[Stored items]
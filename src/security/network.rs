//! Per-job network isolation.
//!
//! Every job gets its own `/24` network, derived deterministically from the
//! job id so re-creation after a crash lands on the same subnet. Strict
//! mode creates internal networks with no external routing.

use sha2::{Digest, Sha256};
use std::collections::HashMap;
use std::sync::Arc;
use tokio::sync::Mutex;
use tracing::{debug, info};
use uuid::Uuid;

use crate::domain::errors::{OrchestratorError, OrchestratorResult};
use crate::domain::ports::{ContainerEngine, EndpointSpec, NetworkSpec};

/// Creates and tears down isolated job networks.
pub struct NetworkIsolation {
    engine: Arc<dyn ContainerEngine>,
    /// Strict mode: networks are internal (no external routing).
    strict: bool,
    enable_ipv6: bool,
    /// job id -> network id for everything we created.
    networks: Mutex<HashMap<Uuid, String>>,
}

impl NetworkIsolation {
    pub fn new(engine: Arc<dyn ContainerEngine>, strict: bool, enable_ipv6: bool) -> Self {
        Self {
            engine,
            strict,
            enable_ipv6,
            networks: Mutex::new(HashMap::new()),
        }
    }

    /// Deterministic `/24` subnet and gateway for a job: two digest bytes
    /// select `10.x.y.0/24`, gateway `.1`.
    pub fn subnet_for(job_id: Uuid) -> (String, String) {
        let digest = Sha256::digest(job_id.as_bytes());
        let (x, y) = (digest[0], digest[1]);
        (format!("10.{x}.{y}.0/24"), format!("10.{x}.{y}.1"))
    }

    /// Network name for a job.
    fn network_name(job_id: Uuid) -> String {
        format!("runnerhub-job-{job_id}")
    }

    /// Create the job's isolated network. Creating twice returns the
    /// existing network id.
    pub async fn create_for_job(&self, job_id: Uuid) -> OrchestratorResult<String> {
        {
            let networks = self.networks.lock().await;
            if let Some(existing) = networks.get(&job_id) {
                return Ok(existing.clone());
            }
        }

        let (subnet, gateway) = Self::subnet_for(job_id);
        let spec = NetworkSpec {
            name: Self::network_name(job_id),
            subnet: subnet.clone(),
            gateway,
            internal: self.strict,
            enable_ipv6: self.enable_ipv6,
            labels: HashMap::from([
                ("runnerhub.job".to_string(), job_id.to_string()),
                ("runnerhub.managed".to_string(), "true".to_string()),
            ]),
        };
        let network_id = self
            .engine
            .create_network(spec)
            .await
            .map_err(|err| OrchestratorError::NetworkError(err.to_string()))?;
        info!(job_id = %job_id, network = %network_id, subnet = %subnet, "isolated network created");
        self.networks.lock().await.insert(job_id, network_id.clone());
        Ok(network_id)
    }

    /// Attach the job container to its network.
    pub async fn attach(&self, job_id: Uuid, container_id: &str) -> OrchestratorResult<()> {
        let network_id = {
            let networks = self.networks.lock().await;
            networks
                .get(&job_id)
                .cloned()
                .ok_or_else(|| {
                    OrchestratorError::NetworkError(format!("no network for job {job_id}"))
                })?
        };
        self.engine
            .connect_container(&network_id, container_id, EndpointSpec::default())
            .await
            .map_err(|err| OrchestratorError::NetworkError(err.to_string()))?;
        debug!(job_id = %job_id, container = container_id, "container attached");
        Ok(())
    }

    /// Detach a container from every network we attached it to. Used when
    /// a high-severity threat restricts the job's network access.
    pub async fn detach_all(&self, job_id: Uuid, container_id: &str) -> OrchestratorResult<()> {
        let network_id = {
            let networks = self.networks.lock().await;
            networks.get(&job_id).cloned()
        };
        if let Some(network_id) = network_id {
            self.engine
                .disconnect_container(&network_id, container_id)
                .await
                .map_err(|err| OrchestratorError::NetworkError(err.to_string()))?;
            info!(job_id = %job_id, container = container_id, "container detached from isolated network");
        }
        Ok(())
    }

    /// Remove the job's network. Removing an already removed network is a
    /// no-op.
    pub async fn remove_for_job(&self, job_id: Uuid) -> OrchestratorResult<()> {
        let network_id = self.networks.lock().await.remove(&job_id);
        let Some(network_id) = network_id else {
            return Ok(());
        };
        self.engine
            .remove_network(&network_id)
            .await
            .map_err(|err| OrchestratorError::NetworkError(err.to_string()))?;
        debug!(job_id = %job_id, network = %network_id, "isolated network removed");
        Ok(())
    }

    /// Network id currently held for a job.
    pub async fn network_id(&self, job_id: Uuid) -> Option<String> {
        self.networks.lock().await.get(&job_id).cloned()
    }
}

**Work item**.
Exact retyping of every entry is required.

**Answer to the problem**.
filename src/security/network.rs
//! Per-job network isolation.
//!
//! Every job gets its own `/24` network, derived deterministically from the
//! job id so re-creation after a crash lands on the same subnet. Strict
//! mode creates internal networks with no external routing.

use sha2::{Digest, Sha256};
use std::collections::HashMap;
use std::sync::Arc;
use tokio::sync::Mutex;
use tracing::{debug, info};
use uuid::Uuid;

use crate::domain::errors::{OrchestratorError, OrchestratorResult};
use crate::domain::ports::{ContainerEngine, EndpointSpec, NetworkSpec};

/// Creates and tears down isolated job networks.
pub struct NetworkIsolation {
    engine: Arc<dyn ContainerEngine>,
    /// Strict mode: networks are internal (no external routing).
    strict: bool,
    enable_ipv6: bool,
    /// job id -> network id for everything we created.
    networks: Mutex<HashMap<Uuid, String>>,
}

impl NetworkIsolation {
    pub fn new(engine: Arc<dyn ContainerEngine>, strict: bool, enable_ipv6: bool) -> Self {
        Self {
            engine,
            strict,
            enable_ipv6,
            networks: Mutex::new(HashMap::new()),
        }
    }

    /// Deterministic `/24` subnet and gateway for a job: two digest bytes
    /// select `10.x.y.0/24`, gateway `.1`.
    pub fn subnet_for(job_id: Uuid) -> (String, String) {
        let digest = Sha256::digest(job_id.as_bytes());
        let (x, y) = (digest[0], digest[1]);
        (format!("10.{x}.{y}.0/24"), format!("10.{x}.{y}.1"))
    }

    /// Network name for a job.
    fn network_name(job_id: Uuid) -> String {
        format!("runnerhub-job-{job_id}")
    }

    /// Create the job's isolated network. Creating twice returns the
    /// existing network id.
    pub async fn create_for_job(&self, job_id: Uuid) -> OrchestratorResult<String> {
        {
            let networks = self.networks.lock().await;
            if let Some(existing) = networks.get(&job_id) {
                return Ok(existing.clone());
            }
        }

        let (subnet, gateway) = Self::subnet_for(job_id);
        let spec = NetworkSpec {
            name: Self::network_name(job_id),
            subnet: subnet.clone(),
            gateway,
            internal: self.strict,
            enable_ipv6: self.enable_ipv6,
            labels: HashMap::from([
                ("runnerhub.job".to_string(), job_id.to_string()),
                ("runnerhub.managed".to_string(), "true".to_string()),
            ]),
        };
        let network_id = self
            .engine
            .create_network(spec)
            .await
            .map_err(|err| OrchestratorError::NetworkError(err.to_string()))?;
        info!(job_id = %job_id, network = %network_id, subnet = %subnet, "isolated network created");
        self.networks.lock().await.insert(job_id, network_id.clone());
        Ok(network_id)
    }

    /// Attach the job container to its network.
    pub async fn attach(&self, job_id: Uuid, container_id: &str) -> OrchestratorResult<()> {
        let network_id = {
            let networks = self.networks.lock().await;
            networks
                .get(&job_id)
                .cloned()
                .ok_or_else(|| {
                    OrchestratorError::NetworkError(format!("no network for job {job_id}"))
                })?
        };
        self.engine
            .connect_container(&network_id, container_id, EndpointSpec::default())
            .await
            .map_err(|err| OrchestratorError::NetworkError(err.to_string()))?;
        debug!(job_id = %job_id, container = container_id, "container attached");
        Ok(())
    }

    /// Detach a container from every network we attached it to. Used when
    /// a high-severity threat restricts the job's network access.
    pub async fn detach_all(&self, job_id: Uuid, container_id: &str) -> OrchestratorResult<()> {
        let network_id = {
            let networks = self.networks.lock().await;
            networks.get(&job_id).cloned()
        };
        if let Some(network_id) = network_id {
            self.engine
                .disconnect_container(&network_id, container_id)
                .await
                .map_err(|err| OrchestratorError::NetworkError(err.to_string()))?;
            info!(job_id = %job_id, container = container_id, "container detached from isolated network");
        }
        Ok(())
    }

    /// Remove the job's network. Removing an already removed network is a
    /// no-op.
    pub async fn remove_for_job(&self, job_id: Uuid) -> OrchestratorResult<()> {
        let network_id = self.networks.lock().await.remove(&job_id);
        let Some(network_id) = network_id else {
            return Ok(());
        };
        self.engine
            .remove_network(&network_id)
            .await
            .map_err(|err| OrchestratorError::NetworkError(err.to_string()))?;
        debug!(job_id = %job_id, network = %network_id, "isolated network removed");
        Ok(())
    }

    /// Network id currently held for a job.
    pub async fn network_id(&self, job_id: Uuid) -> Option<String> {
        self.networks.lock().await.get(&job_id).cloned()
    }
}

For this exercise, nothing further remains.